It sucks having to pay 8 grand to do the job. But what is someone to do if his 911 is out of warranty, and he has RMS issues? Half the time the resealing deosn't work, and they have to get a new engine. Some on rennlist have gone through 3 engines within the warranty period.:yikes: Granted the new engine is not 40K, but at 10K plus for the engine plus labor, it will quickly sour any P car ownership.:thumbdwn:

So, what is so great about regular 996 and 997's that one should pay the 20 to 30K premium over an M car? Better brakes hardly cost 20 to 30K, no?:dunno:

BTW, the removal of the undertray is a common mod for 993's in California.


----------



## DaveH (Sep 25, 2003)

Stuka said:


> My biggest problem with the current crop of regular 911's is that they make you pay over 100K for an engine that doesn't self destruct because of the design of the "integrated dry sump.":dunno:


Porsche business decision. What would you do if you onwed Porsche and:
(1) A very small minority of users track their cars and would benefit from a true dry sump
(2) You can save, for arguments sake, $30K per engine. I know that's retail cost but who really knows PAG's true cost per engine.
(3) You still offer those who wish to track their car a racing derived engine.
(4) You still can sell your new cars, but at a higher margin

No brainer there.



> So, if ones budget is around 70K for a bottom of the line 997, would you not agree that a 993 Turbo is a way better buy that the regular 997 with the bored out Boxster engine?:dunno:


Personal decision there. Research has shown that most people who buy new-especially Porsche buyers- only keep their car for the warranty period. The factory will replace the RMS for the warranty period, so they're covered. The 997 is no slouch performance-wise, but I personally would buy the 993 Turbo.



> It sucks having to pay 8 grand to do the job. But what is someone to do if his 911 is out of warranty, and he has RMS issues? Half the time the resealing deosn't work, and they have to get a new engine. Some on rennlist have gone through 3 engines within the warranty period.:yikes: Granted the new engine is not 40K, but at 10K plus for the engine plus labor, it will quickly sour any P car ownership.:thumbdwn:


Having to replace the RMS doesn't require an engine replacement. It just means your engine externally leaks oil. It depends on the source of the information, but the supposed cause is either a centerline misalignment in the crankshaft caused by too small bearings and/or a rear main seal material that wears quickly over time.
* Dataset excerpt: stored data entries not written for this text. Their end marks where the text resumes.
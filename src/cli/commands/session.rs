use crate::cli::parser::{Commands, SessionAction};
use crate::config::Config;
use crate::core::session::{SessionLogic, SessionPatch};
use crate::db::pool::DbPool;
use crate::errors::AppResult;
use crate::ui::messages::{confirm, info};
use crate::utils::date::{self, parse_date_or_today, resolve_bounds};

pub fn handle(cmd: &Commands, cfg: &Config) -> AppResult<()> {
    if let Commands::Session { action } = cmd {
        let mut pool = DbPool::open(&cfg.database)?;

        match action {
            SessionAction::Add {
                subject,
                minutes,
                date: day,
                notes,
            } => {
                let day = parse_date_or_today(day.as_ref())?;
                SessionLogic::add(&mut pool, subject, *minutes, day, notes.as_deref())?;
            }

            SessionAction::List { period, now } => {
                let bounds = if *now {
                    let t = date::today();
                    Some((t, t))
                } else {
                    resolve_bounds(period.as_ref())?
                };
                SessionLogic::print_list(&pool, bounds)?;
            }

            SessionAction::Edit {
                id,
                subject,
                minutes,
                date: day,
                notes,
            } => {
                let day = day.as_deref().map(date::parse_date).transpose()?;
                let patch = SessionPatch {
                    subject: subject.as_deref(),
                    minutes: *minutes,
                    date: day,
                    notes: notes.as_deref(),
                };
                SessionLogic::edit(&mut pool, *id, patch)?;
            }

            SessionAction::Del { id } => {
                if !confirm(&format!("Delete session #{id}? This action is irreversible.")) {
                    info("Operation cancelled.");
                    return Ok(());
                }
                SessionLogic::delete(&mut pool, *id)?;
            }
        }
    }
    Ok(())
}
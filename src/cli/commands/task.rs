use crate::cli::parser::{Commands, TrackerAction};
use crate::config::Config;
use crate::core::tracker::{self, TaskLogic};
use crate::db::completions::find_task;
use crate::db::pool::DbPool;
use crate::errors::AppResult;
use crate::models::completion::CompletionKind;
use crate::ui::messages::{confirm, info};
use crate::utils::date::{self, parse_date_or_today, resolve_bounds};

pub fn handle(cmd: &Commands, cfg: &Config) -> AppResult<()> {
    if let Commands::Task { action } = cmd {
        let mut pool = DbPool::open(&cfg.database)?;

        match action {
            TrackerAction::Add { name, created } => {
                let created = parse_date_or_today(created.as_ref())?;
                TaskLogic::add(&mut pool, name, created)?;
            }
            TrackerAction::List => TaskLogic::print_list(&pool, date::today())?,
            TrackerAction::Rename { id, name } => TaskLogic::rename(&mut pool, *id, name)?,
            TrackerAction::Del { id } => {
                let task = find_task(&pool.conn, *id)?;
                if !confirm(&format!(
                    "Delete task #{id} '{}' and all its completions? This action is irreversible.",
                    task.name
                )) {
                    info("Operation cancelled.");
                    return Ok(());
                }
                tracker::delete(&mut pool, CompletionKind::Task, *id)?;
            }
            TrackerAction::Toggle { id, date: day } => {
                let day = parse_date_or_today(day.as_ref())?;
                tracker::toggle(&mut pool, CompletionKind::Task, *id, day)?;
            }
            TrackerAction::Completions { period } => {
                let bounds = resolve_bounds(period.as_ref())?;
                tracker::print_completions(&pool, CompletionKind::Task, bounds)?;
            }
        }
    }
    Ok(())
}
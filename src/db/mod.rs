pub mod completions;
pub mod initialize;
pub mod log;
pub mod migrate;
pub mod pool;
pub mod queries;
pub mod stats;
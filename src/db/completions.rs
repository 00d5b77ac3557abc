//! Tasks, habits and their per-day completion marks.

use crate::db::pool::DbPool;
use crate::db::queries::{date_column, date_param};
use crate::errors::{AppError, AppResult};
use crate::models::completion::{Completion, CompletionKind};
use crate::models::task::{Habit, Task};
use chrono::{Local, NaiveDate};
use rusqlite::{Connection, OptionalExtension, Result, Row, params};
use std::collections::HashMap;

fn not_found(kind: CompletionKind, id: i64) -> AppError {
    match kind {
        CompletionKind::Task => AppError::TaskNotFound(id),
        CompletionKind::Habit => AppError::HabitNotFound(id),
    }
}

// ---------------------------
// Tasks
// ---------------------------

fn map_task(row: &Row) -> Result<Task> {
    Ok(Task {
        id: row.get("id")?,
        name: row.get("name")?,
        created_on: date_column(row, "created_on")?,
        created_at: row.get("created_at")?,
    })
}

pub fn insert_task(conn: &Connection, name: &str, created_on: NaiveDate) -> AppResult<i64> {
    conn.execute(
        "INSERT INTO tasks (name, created_on, created_at) VALUES (?1, ?2, ?3)",
        params![name, date_param(&created_on), Local::now().to_rfc3339()],
    )?;
    Ok(conn.last_insert_rowid())
}

pub fn load_tasks(pool: &DbPool) -> AppResult<Vec<Task>> {
    let mut stmt = pool
        .conn
        .prepare("SELECT * FROM tasks ORDER BY created_on DESC, id DESC")?;
    let rows = stmt.query_map([], map_task)?;

    let mut out = Vec::new();
    for r in rows {
        out.push(r?);
    }
    Ok(out)
}

pub fn find_task(conn: &Connection, id: i64) -> AppResult<Task> {
    conn.query_row("SELECT * FROM tasks WHERE id = ?1", [id], map_task)
        .optional()?
        .ok_or(AppError::TaskNotFound(id))
}

pub fn rename_task(conn: &Connection, id: i64, name: &str) -> AppResult<()> {
    let n = conn.execute("UPDATE tasks SET name = ?1 WHERE id = ?2", params![name, id])?;
    if n == 0 {
        return Err(AppError::TaskNotFound(id));
    }
    Ok(())
}

// ---------------------------
// Habits
// ---------------------------

fn map_habit(row: &Row) -> Result<Habit> {
    Ok(Habit {
        id: row.get("id")?,
        name: row.get("name")?,
        emoji: row.get("emoji")?,
        goal: row.get("goal")?,
        created_on: date_column(row, "created_on")?,
        created_at: row.get("created_at")?,
    })
}

pub fn insert_habit(
    conn: &Connection,
    name: &str,
    emoji: &str,
    goal: i64,
    created_on: NaiveDate,
) -> AppResult<i64> {
    conn.execute(
        "INSERT INTO habits (name, emoji, goal, created_on, created_at)
         VALUES (?1, ?2, ?3, ?4, ?5)",
        params![name, emoji, goal, date_param(&created_on), Local::now().to_rfc3339()],
    )?;
    Ok(conn.last_insert_rowid())
}

pub fn load_habits(pool: &DbPool) -> AppResult<Vec<Habit>> {
    let mut stmt = pool
        .conn
        .prepare("SELECT * FROM habits ORDER BY created_on DESC, id DESC")?;
    let rows = stmt.query_map([], map_habit)?;

    let mut out = Vec::new();
    for r in rows {
        out.push(r?);
    }
    Ok(out)
}

pub fn find_habit(conn: &Connection, id: i64) -> AppResult<Habit> {
    conn.query_row("SELECT * FROM habits WHERE id = ?1", [id], map_habit)
        .optional()?
        .ok_or(AppError::HabitNotFound(id))
}

pub fn update_habit(conn: &Connection, h: &Habit) -> AppResult<()> {
    conn.execute(
        "UPDATE habits SET name = ?1, emoji = ?2, goal = ?3 WHERE id = ?4",
        params![h.name, h.emoji, h.goal, h.id],
    )?;
    Ok(())
}

// ---------------------------
// Shared: delete + completions
// ---------------------------

/// Names of every task or habit, keyed by id.
pub fn item_names(pool: &DbPool, kind: CompletionKind) -> AppResult<HashMap<i64, String>> {
    let mut stmt = pool
        .conn
        .prepare(&format!("SELECT id, name FROM {}", kind.item_table()))?;
    let rows = stmt.query_map([], |row| Ok((row.get(0)?, row.get(1)?)))?;

    let mut out = HashMap::new();
    for r in rows {
        let (id, name) = r?;
        out.insert(id, name);
    }
    Ok(out)
}

/// Delete an item together with all of its completion marks.
pub fn delete_item(pool: &mut DbPool, kind: CompletionKind, id: i64) -> AppResult<()> {
    let tx = pool.conn.transaction()?;

    let n = tx.execute(
        &format!("DELETE FROM {} WHERE id = ?1", kind.item_table()),
        [id],
    )?;
    if n == 0 {
        return Err(not_found(kind, id));
    }

    tx.execute(
        &format!("DELETE FROM {} WHERE item_id = ?1", kind.completion_table()),
        [id],
    )?;

    tx.commit()?;
    Ok(())
}

fn map_completion(row: &Row) -> Result<Completion> {
    Ok(Completion {
        id: row.get("id")?,
        item_id: row.get("item_id")?,
        date: date_column(row, "date")?,
        completed: row.get::<_, i64>("completed")? == 1,
    })
}

/// Flip the mark for (item, date); a missing mark becomes `completed = true`.
/// Returns the stored state after the toggle.
pub fn toggle_completion(
    conn: &Connection,
    kind: CompletionKind,
    item_id: i64,
    date: NaiveDate,
) -> AppResult<Completion> {
    let exists: Option<i64> = conn
        .query_row(
            &format!("SELECT id FROM {} WHERE id = ?1", kind.item_table()),
            [item_id],
            |row| row.get(0),
        )
        .optional()?;
    if exists.is_none() {
        return Err(not_found(kind, item_id));
    }

    let table = kind.completion_table();
    let now = Local::now().to_rfc3339();

    conn.execute(
        &format!(
            "INSERT INTO {table} (item_id, date, completed, updated_at)
             VALUES (?1, ?2, 1, ?3)
             ON CONFLICT(item_id, date)
             DO UPDATE SET completed = 1 - completed, updated_at = excluded.updated_at"
        ),
        params![item_id, date_param(&date), now],
    )?;

    let c = conn.query_row(
        &format!("SELECT * FROM {table} WHERE item_id = ?1 AND date = ?2"),
        params![item_id, date_param(&date)],
        map_completion,
    )?;
    Ok(c)
}

/// Completion marks of one kind within optional inclusive bounds.
pub fn load_completions(
    pool: &DbPool,
    kind: CompletionKind,
    bounds: Option<(NaiveDate, NaiveDate)>,
) -> AppResult<Vec<Completion>> {
    let table = kind.completion_table();
    let (start, end) = match bounds {
        Some((s, e)) => (date_param(&s), date_param(&e)),
        None => ("0000-01-01".to_string(), "9999-12-31".to_string()),
    };

    let mut stmt = pool.conn.prepare(&format!(
        "SELECT * FROM {table}
         WHERE date BETWEEN ?1 AND ?2
         ORDER BY date ASC, item_id ASC"
    ))?;
    let rows = stmt.query_map(params![start, end], map_completion)?;

    let mut out = Vec::new();
    for r in rows {
        out.push(r?);
    }
    Ok(out)
}

/// Number of completed marks for an item within inclusive bounds.
pub fn count_completed(
    conn: &Connection,
    kind: CompletionKind,
    item_id: i64,
    start: NaiveDate,
    end: NaiveDate,
) -> AppResult<i64> {
    let n = conn.query_row(
        &format!(
            "SELECT COUNT(*) FROM {}
             WHERE item_id = ?1 AND completed = 1 AND date BETWEEN ?2 AND ?3",
            kind.completion_table()
        ),
        params![item_id, date_param(&start), date_param(&end)],
        |row| row.get(0),
    )?;
    Ok(n)
}
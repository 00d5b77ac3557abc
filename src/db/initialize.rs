use crate::db::migrate::run_pending_migrations;
use crate::errors::AppResult;
use rusqlite::Connection;

/// Initialize the database.
/// Delegates all schema creation / upgrades to the migration engine.
pub fn init_db(conn: &Connection) -> AppResult<()> {
    // No direct CREATE TABLE here: all schema is guaranteed by migrations.
    run_pending_migrations(conn)?;
    Ok(())
}
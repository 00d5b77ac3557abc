use crate::cli::parser::Commands;
use crate::config::Config;
use crate::core::log::LogLogic;
use crate::db::pool::DbPool;
use crate::errors::AppResult;
use crate::ui::messages::info;

pub fn handle(cmd: &Commands, cfg: &Config) -> AppResult<()> {
    if let Commands::Log { print } = cmd {
        if !*print {
            info("Nothing to do. Use `studylog log --print` to show the internal log.");
            return Ok(());
        }
        let pool = DbPool::open(&cfg.database)?;
        LogLogic::print_log(&pool)?;
    }

    Ok(())
}
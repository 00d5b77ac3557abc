use crate::errors::AppResult;
use crate::utils::date::parse_date;
use chrono::NaiveDate;
use serde::Serialize;

/// One unit of tracked activity: a calendar day and a duration.
///
/// Several records may share the same date; the statistics engine sums them
/// per day before looking at streaks.
#[derive(Debug, Clone, Copy, PartialEq, Eq, Serialize)]
pub struct ActivityRecord {
    pub date: NaiveDate,
    pub duration_minutes: i64,
}

impl ActivityRecord {
    pub fn new(date: NaiveDate, duration_minutes: i64) -> Self {
        Self {
            date,
            duration_minutes,
        }
    }

    /// Build a record from a `YYYY-MM-DD` string.
    pub fn parse(date: &str, duration_minutes: i64) -> AppResult<Self> {
        Ok(Self::new(parse_date(date)?, duration_minutes))
    }
}
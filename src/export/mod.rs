// src/export/mod.rs

mod fs_utils;
mod json_csv;
pub mod logic;
mod model;

pub use logic::ExportLogic;
pub use model::{CompletionExport, SessionExport};

use crate::ui::messages::success;
use clap::ValueEnum;
use std::path::Path;

/// Shared completion message for every export.
pub(crate) fn notify_export_success(label: &str, rows: usize, path: &Path) {
    success(format!("{label} export completed ({rows} rows): {}", path.display()));
}

#[derive(Clone, Copy, Debug, PartialEq, Eq, ValueEnum)]
pub enum ExportFormat {
    Csv,
    Json,
}

impl ExportFormat {
    pub fn as_str(&self) -> &'static str {
        match self {
            ExportFormat::Csv => "csv",
            ExportFormat::Json => "json",
        }
    }
}

/// What to export.
#[derive(Clone, Copy, Debug, Default, PartialEq, Eq, ValueEnum)]
pub enum ExportDataset {
    #[default]
    Sessions,
    Tasks,
    Habits,
}

impl ExportDataset {
    pub fn as_str(&self) -> &'static str {
        match self {
            ExportDataset::Sessions => "sessions",
            ExportDataset::Tasks => "tasks",
            ExportDataset::Habits => "habits",
        }
    }
}
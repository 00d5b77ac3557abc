//! Formatting utilities used for CLI and export outputs.

pub fn pad_right(s: &str, width: usize) -> String {
    format!("{:<width$}", s, width = width)
}

/// Minutes as `HHh MMm`, e.g. `02h 25m`.
pub fn mins2readable(mins: i64) -> String {
    let abs_m = mins.abs();
    let sign = if mins < 0 { "-" } else { "" };
    format!("{}{:02}h {:02}m", sign, abs_m / 60, abs_m % 60)
}

/// Horizontal bar proportional to `value / max`, `width` cells wide at most.
pub fn bar(value: i64, max: i64, width: usize) -> String {
    if value <= 0 || max <= 0 {
        return String::new();
    }
    let cells = ((value as f64 / max as f64) * width as f64).round() as usize;
    "█".repeat(cells.clamp(1, width))
}

/// Truncate to `max` characters, appending "..." when cut.
pub fn truncate(s: &str, max: usize) -> String {
    if s.chars().count() <= max {
        return s.to_string();
    }
    let mut out: String = s.chars().take(max.saturating_sub(3)).collect();
    out.push_str("...");
    out
}
//! Unified application error type.
//! All modules (db, core, cli, utils) return AppError to keep the error
//! handling consistent and easy to manage.

use std::io;
use thiserror::Error;

#[derive(Error, Debug)]
pub enum AppError {
    // ---------------------------
    // IO
    // ---------------------------
    #[error("I/O error: {0}")]
    Io(#[from] io::Error),

    // ---------------------------
    // Database-related
    // ---------------------------
    #[error("Database error: {0}")]
    Db(#[from] rusqlite::Error),

    #[error("Database migration error: {0}")]
    Migration(String),

    // ---------------------------
    // Parsing / validation errors
    // ---------------------------
    #[error("Invalid date format: {0} (expected YYYY-MM-DD)")]
    InvalidDateFormat(String),

    #[error("Negative duration: {0} minutes")]
    NegativeDuration(i64),

    #[error("Duration overflow: total minutes for {0} are too large")]
    DurationOverflow(String),

    #[error("Invalid period: {0}")]
    InvalidPeriod(String),

    #[error("Invalid color '{0}': expected #RRGGBB")]
    InvalidColor(String),

    #[error("Invalid goal: {0} (must be a positive number of minutes)")]
    InvalidGoal(i64),

    #[error("Validation error: {0}")]
    Validation(String),

    // ---------------------------
    // Lookup errors
    // ---------------------------
    #[error("Subject #{0} not found")]
    SubjectNotFound(i64),

    #[error("Session #{0} not found")]
    SessionNotFound(i64),

    #[error("Task #{0} not found")]
    TaskNotFound(i64),

    #[error("Habit #{0} not found")]
    HabitNotFound(i64),

    // ---------------------------
    // Config errors
    // ---------------------------
    #[error("Configuration error: {0}")]
    Config(String),

    #[error("Failed to load configuration: {0}")]
    ConfigLoad(String),

    #[error("Failed to save configuration")]
    ConfigSave,

    // ---------------------------
    // Export errors
    // ---------------------------
    #[error("Export error: {0}")]
    Export(String),

    // ---------------------------
    // Generic fallback
    // ---------------------------
    #[error("Internal error: {0}")]
    Other(String),
}

pub type AppResult<T> = Result<T, AppError>;
//! studylog library root.
//! Exposes CLI parser, high-level run() function, and internal modules.

pub mod cli;
pub mod config;
pub mod core;
pub mod db;
pub mod errors;
pub mod export;
pub mod models;
pub mod ui;
pub mod utils;

use clap::Parser;
use cli::parser::{Cli, Commands};
use config::Config;
use errors::AppResult;

/// Central command dispatcher
pub fn dispatch(cli: &Cli, cfg: &Config) -> AppResult<()> {
    match &cli.command {
        Commands::Init => cli::commands::init::handle(cli),
        Commands::Config { .. } => cli::commands::config::handle(&cli.command, cfg),
        Commands::Db { .. } => cli::commands::db::handle(&cli.command, cfg),
        Commands::Log { .. } => cli::commands::log::handle(&cli.command, cfg),
        Commands::Subject { .. } => cli::commands::subject::handle(&cli.command, cfg),
        Commands::Session { .. } => cli::commands::session::handle(&cli.command, cfg),
        Commands::Task { .. } => cli::commands::task::handle(&cli.command, cfg),
        Commands::Habit { .. } => cli::commands::habit::handle(&cli.command, cfg),
        Commands::Stats { .. } => cli::commands::stats::handle(&cli.command, cfg),
        Commands::Progress { .. } => cli::commands::progress::handle(&cli.command, cfg),
        Commands::Chart { .. } => cli::commands::chart::handle(&cli.command, cfg),
        Commands::Backup { .. } => cli::commands::backup::handle(&cli.command, cfg),
        Commands::Export { .. } => cli::commands::export::handle(&cli.command, cfg),
    }
}

/// Entry point used by main.rs
pub fn run() -> AppResult<()> {
    let cli = Cli::parse();

    // config is loaded once; --db overrides the configured database
    let mut cfg = Config::load()?;
    if let Some(custom_db) = &cli.db {
        cfg.database = custom_db.clone();
    }

    dispatch(&cli, &cfg)
}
From my uinderstanding, the current seal material is working for now in many of the replacements.



> So, what is so great about regular 996 and 997's that one should pay the 20 to 30K premium over an M car? Better brakes hardly cost 20 to 30K, no?:dunno:


Purely personal decision there. I like the M-cars very much for their performance. I think we both agree that most of these cars can perform better than their owner's abilities anyway, including mine.



> BTW, the removal of the undertray is a common mod for 993's in California.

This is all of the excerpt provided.